■ Task to carry out: For the data below, say how many lines contain "clear". Only the number should be given.

*** Opening of Material to process ***

// Copyright (c) 2021-2022 Harry [Majored] [hello@majored.pw]
// MIT License (https://github.com/Majored/rs-async-zip/blob/main/LICENSE)

//! A module which supports encoding ZIP archives as a pull-based sequence of chunks.
//!
//! The encoder never seeks and never holds more than a single block of entry data in memory. Every entry is written
//! with a data descriptor, so its CRC and lengths are only emitted once its data has been streamed.
//!
//! # Example
//! ```no_run
//! # use zipstream::{Archive, StringContent, ZipEncoder};
//! # use zipstream::error::ZipError;
//! #
//! # fn run() -> Result<(), ZipError> {
//! let archive = Archive::new().with_content(StringContent::new("foo.txt", "This is an example file."));
//! let mut output = Vec::new();
//!
//! for chunk in ZipEncoder::new(archive) {
//!     output.extend_from_slice(&chunk?);
//! }
//! #   Ok(())
//! # }
//! ```
//!
//! The [`Stream`] implementation pulls entry data synchronously within `poll_next()`, so file or network backed
//! sources will block the polling task. Drive such archives from a blocking context (such as
//! `tokio::task::spawn_blocking`) when running within an async runtime.

pub(crate) mod entry;

use std::pin::Pin;
use std::task::{Context, Poll};

use futures_lite::Stream;

use crate::archive::Archive;
use crate::error::Result;
use crate::spec::compression::Compression;
use crate::spec::consts::{DEFAULT_BLOCK_SIZE, NON_ZIP64_MAX_NUM_FILES, NON_ZIP64_MAX_SIZE, VERSION, ZIP64_EOCDR_RECORD_SIZE};
use crate::spec::header::{
    CentralDirectoryRecord, EndOfCentralDirectoryRecord, GeneralPurposeFlag, Zip64EndOfCentralDirectoryLocator,
    Zip64EndOfCentralDirectoryRecord, Zip64ExtendedInformationExtraField,
};
use entry::EntryState;

/// Everything the central directory needs to know about an entry which has been fully emitted.
#[derive(Debug, Clone, PartialEq, Eq)]
pub(crate) struct CentralDirectoryEntry {
    pub(crate) name: String,
    pub(crate) compression: Compression,
    pub(crate) flags: GeneralPurposeFlag,
    pub(crate) mod_time: u32,
    pub(crate) crc: u32,
    pub(crate) compressed_size: u64,
    pub(crate) uncompressed_size: u64,
    pub(crate) lh_offset: u64,
    pub(crate) external_attributes: u32,
}

impl CentralDirectoryEntry {
    /// Builds this entry's central directory record, followed by its name and ZIP64 extra field.
    ///
    /// The 32-bit sizes and offset are always saturated, with their true values carried by the extra field.
    pub(crate) fn as_bytes(&self) -> Result<Vec<u8>> {
        let extra_field = Zip64ExtendedInformationExtraField::Central {
            uncompressed_size: self.uncompressed_size,
            compressed_size: self.compressed_size,
            relative_header_offset: self.lh_offset,
        }
        .as_bytes()?;

        let header = CentralDirectoryRecord {
            v_made_by: VERSION,
            v_needed: VERSION,
            flags: self.flags.as_u16(),
            compression: self.compression.into(),
            mod_time: self.mod_time,
            crc: self.crc,
            compressed_size: NON_ZIP64_MAX_SIZE,
            uncompressed_size: NON_ZIP64_MAX_SIZE,
            file_name_length: self.name.len() as u64,
            extra_field_length: extra_field.len() as u64,
            file_comment_length: 0,
            disk_start: 0,
            inter_attr: 0,
            exter_attr: self.external_attributes,
            lh_offset: NON_ZIP64_MAX_SIZE,
        };

        let mut bytes = header.as_bytes()?;
        bytes.extend_from_slice(self.name.as_bytes());
        bytes.extend_from_slice(&extra_field);
        Ok(bytes)
    }
}

enum State {
    Entries { next: usize },
    Streaming(Box<EntryState>),
    CentralDirectory { next: usize },
    Zip64EndOfCentralDirectory,
    Zip64Locator,
    EndOfCentralDirectory,
    Done,
}

/// A forward-only ZIP encoder over an [`Archive`].
///
/// Each pull yields the next non-empty chunk of the archive, in order. Concatenating every chunk of a pass produces a
/// complete ZIP file. Once a pass has finished (or failed), the encoder yields nothing further until [`reset()`] is
/// called.
///
/// [`reset()`]: ZipEncoder::reset
pub struct ZipEncoder {
    archive: Archive,
    block_size: usize,
    state: State,
    offset: u64,
    cd_offset: u64,
    cd_length: u64,
    cd_entries: Vec<CentralDirectoryEntry>,
}

impl ZipEncoder {
    /// Constructs a new encoder over an archive snapshot.
    pub fn new(archive: Archive) -> Self {
        Self {
            archive,
            block_size: DEFAULT_BLOCK_SIZE,
            state: State::Entries { next: 0 },
            offset: 0,
            cd_offset: 0,
            cd_length: 0,
            cd_entries: Vec::new(),
        }
    }

    /// Sets the maximum number of bytes pulled from an entry's data at once.
    ///
    /// A block size of zero is treated as one.
    pub fn with_block_size(mut self, block_size: usize) -> Self {
        self.block_size = block_size.max(1);
        self
    }

    pub fn block_size(&self) -> usize {
        self.block_size
    }

    pub fn archive(&self) -> &Archive {
        &self.archive
    }

    /// Returns whether the current pass has completed or failed.
    pub fn is_done(&self) -> bool {
        matches!(self.state, State::Done)
    }

    /// Abandons any pass in progress and re-arms the encoder to emit the archive again from its first byte.
    pub fn reset(&mut self) {
        self.clear();
        self.state = State::Entries { next: 0 };
    }

    fn clear(&mut self) {
        self.offset = 0;
        self.cd_offset = 0;
        self.cd_length = 0;
        self.cd_entries.clear();
    }

    fn requires_zip64(&self) -> bool {
        requires_zip64(self.cd_entries.len() as u64, self.cd_offset, self.cd_length)
    }

    fn step(&mut self) -> Result<Option<Vec<u8>>> {
        loop {
            // Any error below propagates with the encoder left in `State::Done`.
            match std::mem::replace(&mut self.state, State::Done) {
                State::Entries { next } => {
                    let Some(source) = self.archive.contents().get(next).cloned() else {
                        self.cd_offset = self.offset;
                        self.state = State::CentralDirectory { next: 0 };
                        continue;
                    };

                    let (entry, header) = EntryState::begin(next, source.as_ref(), self.offset)?;
                    self.state = State::Streaming(Box::new(entry));
                    return Ok(Some(header));
                }
                State::Streaming(mut entry) => {
                    if let Some(block) = entry.next_block(self.block_size)? {
                        self.state = State::Streaming(entry);
                        return Ok(Some(block));
                    }

                    let next = entry.index + 1;
                    let (cd_entry, descriptor, record_length) = entry.finish()?;

                    self.offset += record_length;
                    self.cd_entries.push(cd_entry);
                    self.state = State::Entries { next };
                    return Ok(Some(descriptor));
                }
                State::CentralDirectory { next } => {
                    let Some(cd_entry) = self.cd_entries.get(next) else {
                        self.state = match self.requires_zip64() {
                            true => State::Zip64EndOfCentralDirectory,
                            false => State::EndOfCentralDirectory,
                        };
                        continue;
                    };

                    let record = cd_entry.as_bytes()?;
                    self.cd_length += record.len() as u64;
                    self.state = State::CentralDirectory { next: next + 1 };
                    return Ok(Some(record));
                }
                State::Zip64EndOfCentralDirectory => {
                    tracing::debug!(
                        num_entries = self.cd_entries.len(),
                        cd_offset = self.cd_offset,
                        cd_length = self.cd_length,
                        "archive requires ZIP64 end of central directory records"
                    );

                    let num_entries = self.cd_entries.len() as u64;
                    let eocdr = Zip64EndOfCentralDirectoryRecord {
                        size_of_record: ZIP64_EOCDR_RECORD_SIZE,
                        version_made_by: VERSION,
                        version_needed: VERSION,
                        number_of_this_disk: 0,
                        disk_with_start_of_cd: 0,
                        total_entries_in_cd_on_this_disk: num_entries,
                        total_entries_in_cd: num_entries,
                        size_of_cd: self.cd_length,
                        offset_start_of_cd: self.cd_offset,
                    };

                    self.state = State::Zip64Locator;
                    return eocdr.as_bytes().map(Some);
                }
                State::Zip64Locator => {
                    let locator = Zip64EndOfCentralDirectoryLocator {
                        disk_with_start_eocdr: 0,
                        relative_offset_eocdr: self.cd_offset + self.cd_length,
                        total_disks: 1,
                    };

                    self.state = State::EndOfCentralDirectory;
                    return locator.as_bytes().map(Some);
                }
                State::EndOfCentralDirectory => {
                    let num_entries = saturate_u16(self.cd_entries.len() as u64);
                    let comment = self.archive.comment();

                    let eocdr = EndOfCentralDirectoryRecord {
                        disk_num: 0,
                        start_cent_dir_disk: 0,
                        num_of_entries_disk: num_entries,
                        num_of_entries: num_entries,
                        size_cent_dir: saturate_u32(self.cd_length),
                        cent_dir_offset: saturate_u32(self.cd_offset),
                        file_comm_length: comment.len() as u64,
                    };

                    let mut bytes = eocdr.as_bytes()?;
                    bytes.extend_from_slice(comment.as_bytes());

                    tracing::debug!(num_entries = self.cd_entries.len(), "finished archive");
                    self.clear();
                    return Ok(Some(bytes));
                }
                State::Done => return Ok(None),
            }
        }
    }
}

impl std::fmt::Debug for ZipEncoder {
    fn fmt(&self, f: &mut std::fmt::Formatter<'_>) -> std::fmt::Result {
        f.debug_struct("ZipEncoder")
            .field("archive", &self.archive)
            .field("block_size", &self.block_size)
            .field("offset", &self.offset)
            .field("is_done", &self.is_done())
            .finish_non_exhaustive()
    }
}

impl Iterator for ZipEncoder {
    type Item = Result<Vec<u8>>;

    fn next(&mut self) -> Option<Self::Item> {
        match self.step() {
            Ok(chunk) => chunk.map(Ok),
            Err(err) => {
                tracing::error!(%err, "failed to encode archive");
                self.clear();
                self.state = State::Done;
                Some(Err(err))
            }
        }
    }
}

impl std::iter::FusedIterator for ZipEncoder {}

impl Stream for ZipEncoder {
    type Item = Result<Vec<u8>>;

    fn poll_next(self: Pin<&mut Self>, _: &mut Context<'_>) -> Poll<Option<Self::Item>> {
        Poll::Ready(self.get_mut().next())
    }
}

/// Returns whether any of the classic end of central directory record's fields would saturate.
pub(crate) fn requires_zip64(num_entries: u64, cd_offset: u64, cd_length: u64) -> bool {
    saturate_u16(num_entries) == NON_ZIP64_MAX_NUM_FILES
        || saturate_u32(cd_length) == NON_ZIP64_MAX_SIZE
        || saturate_u32(cd_offset) == NON_ZIP64_MAX_SIZE
}

fn saturate_u16(value: u64) -> u16 {
    value.min(u64::from(NON_ZIP64_MAX_NUM_FILES)) as u16
}

fn saturate_u32(value: u64) -> u32 {
    value.min(u64::from(NON_ZIP64_MAX_SIZE)) as u32
}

*** Close of Material to process ***

■ Answer to this problem: 5